Church Greek is not actually Ancient Greek neither is the New Testament written in Ancient Greek, it is Greek known as Koine or Common Alexandrian dialect Greek and was the common language of the 1st century.  The Church uses many books in her services and each day of the year has its own service. These were written many years ago when everyone understood the Koine language. Today it is not simply a problem of translating these books to Modern Greek. All the hymns are sung in a special way and the translations would have to be translated to the original melodies which is indeed very difficult. The Liturgy has been tried in Modern Greek, but without too much success. Also the chanters would have to be retrained to sing in Modern Greek.  For the majority of the Orthodox World a beard is a recognizable sign of a Priest which is deep rooted in Orthodox tradition.
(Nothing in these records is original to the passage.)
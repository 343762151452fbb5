use axum::{routing::get, Router};
use dotenv::dotenv;
use secrecy::ExposeSecret;
use std::net::SocketAddr;
use std::path::Path;
use std::sync::Arc;
use tokio::signal;
use tower_http::cors::CorsLayer;
use tower_http::trace::TraceLayer;
use tracing_subscriber::EnvFilter;

mod certificate;
mod checkout_handler;
mod config;
mod crypto;
mod error;
mod fees;
mod gateway;
mod idempotency;
mod marketplace_handler;
mod models;
mod oauth;
mod orchestrator;
mod pix_handler;
mod reconciler;
mod signature;
mod store;

use config::AppConfig;
use crypto::TokenCipher;
use gateway::{DirectPixGateway, MarketplaceGateway};
use idempotency::DeliveryCache;
use marketplace_handler::MarketplaceState;
use oauth::OAuthExchange;
use orchestrator::PaymentOrchestrator;
use pix_handler::PixState;
use reconciler::Reconciler;
use store::{MemoryStore, Store};

#[tokio::main]
async fn main() -> anyhow::Result<()> {
    dotenv().ok();

    tracing_subscriber::fmt()
        .with_env_filter(EnvFilter::try_from_default_env().unwrap_or_else(|_| EnvFilter::new("info")))
        .init();

    let config = AppConfig::from_env()?;

    let cipher = match &config.token_encryption_key {
        Some(key) => TokenCipher::from_base64_key(key.expose_secret())?,
        None => {
            tracing::warn!("TOKEN_ENCRYPTION_KEY not set, OAuth tokens will be stored in plaintext");
            TokenCipher::Plaintext
        }
    };

    let memory = MemoryStore::new();
    if let Some(seed_file) = &config.seed_file {
        let (producers, products) = memory.load_seed(Path::new(seed_file)).await?;
        tracing::info!(producers, products, "Loaded seed data from {}", seed_file);
    }
    let store: Arc<dyn Store> = Arc::new(memory);

    // Gateways fail fast: a bad certificate or partial config aborts startup
    let marketplace = match config.marketplace.clone() {
        Some(section) => Some(Arc::new(MarketplaceGateway::new(
            section,
            &config.public_base_url,
            config.checkout_urls.clone(),
        )?)),
        None => {
            tracing::warn!("Marketplace gateway not configured, redirect and transparent checkout disabled");
            None
        }
    };
    let direct_pix = match config.direct_pix.clone() {
        Some(section) => {
            let environment = section.environment();
            let gateway = DirectPixGateway::new(section)?;
            tracing::info!(environment, "Direct PIX gateway ready");
            Some(Arc::new(gateway))
        }
        None => {
            tracing::warn!("Direct PIX gateway not configured, PIX checkout disabled");
            None
        }
    };

    let orchestrator = Arc::new(PaymentOrchestrator::new(
        store.clone(),
        cipher.clone(),
        marketplace.clone(),
        direct_pix.clone(),
    ));
    let reconciler = Arc::new(Reconciler::new(
        store.clone(),
        DeliveryCache::new(config.redis_url.as_deref()),
        marketplace.clone(),
        direct_pix,
    ));
    let oauth = Arc::new(OAuthExchange::new(store, cipher, marketplace));

    let marketplace_router = marketplace_handler::router(MarketplaceState {
        oauth,
        reconciler: reconciler.clone(),
    });
    let pix_router = pix_handler::router(PixState {
        orchestrator: orchestrator.clone(),
        reconciler,
    });

    let app = Router::new()
        .nest("/checkout", checkout_handler::router(orchestrator))
        .nest("/marketplace", marketplace_router)
        .nest("/pix", pix_router)
        .route("/health", get(|| async { "OK" }))
        .layer(CorsLayer::permissive())
        .layer(TraceLayer::new_for_http());

    let addr = SocketAddr::from(([0, 0, 0, 0], config.port));

    tracing::info!("Server listening on {}", addr);
    tracing::info!("   - Checkout:            http://{}/checkout", addr);
    tracing::info!("   - Marketplace webhook: http://{}/marketplace/webhook", addr);
    tracing::info!("   - PIX webhook:         http://{}/pix/webhook", addr);
    tracing::info!("   - Health Check:        http://{}/health", addr);

    let listener = tokio::net::TcpListener::bind(addr).await?;
    axum::serve(listener, app)
        .with_graceful_shutdown(shutdown_signal())
        .await?;

    Ok(())
}

async fn shutdown_signal() {
    let ctrl_c = async {
        if let Err(e) = signal::ctrl_c().await {
            tracing::error!("failed to install Ctrl+C handler: {}", e);
            std::future::pending::<()>().await;
        }
    };

    #[cfg(unix)]
    let terminate = async {
        match signal::unix::signal(signal::unix::SignalKind::terminate()) {
            Ok(mut sigterm) => {
                sigterm.recv().await;
            }
            Err(e) => {
                tracing::error!("failed to install signal handler: {}", e);
                std::future::pending::<()>().await;
            }
        }
    };

    #[cfg(not(unix))]
    let terminate = std::future::pending::<()>();

    tokio::select! {
        _ = ctrl_c => {},
        _ = terminate => {},
    }

    tracing::info!("Shutdown signal received, shutting down gracefully");
}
Priests with beards go as far back as the time of Moses when God commanded him to tell the priests (the sons of Aaron) not to shave or cut the beard of their chins (Lev. 21:5). In general this applies to all men for God created man with a beard to distinguish him from a woman. Although we are no longer under Mosaic Law, priests continue to wear beards since the Law was observed by both the Lord and the Apostles. A canon (96) from the Sixth Ecumenical Council concerning hair says that: “Those who have put on Christ through baptism have solemnly promised to emulate and imitate the manner of life He led in the flesh.” Since a priest represents an image of Christ he should resemble him in outward appearance with both beard and long hair. Much of the Priest’s outward appearance is influenced by monastic traditions. In older times monks were not allowed to have long hair and many kept their head shaven on the top similar to the style of the Western Benedictine monks, but under the influence of hermits who paid no attention to their outward appearance and let their hair grow, the tonsure was abandoned and long hair became the normal for both monks and Priests.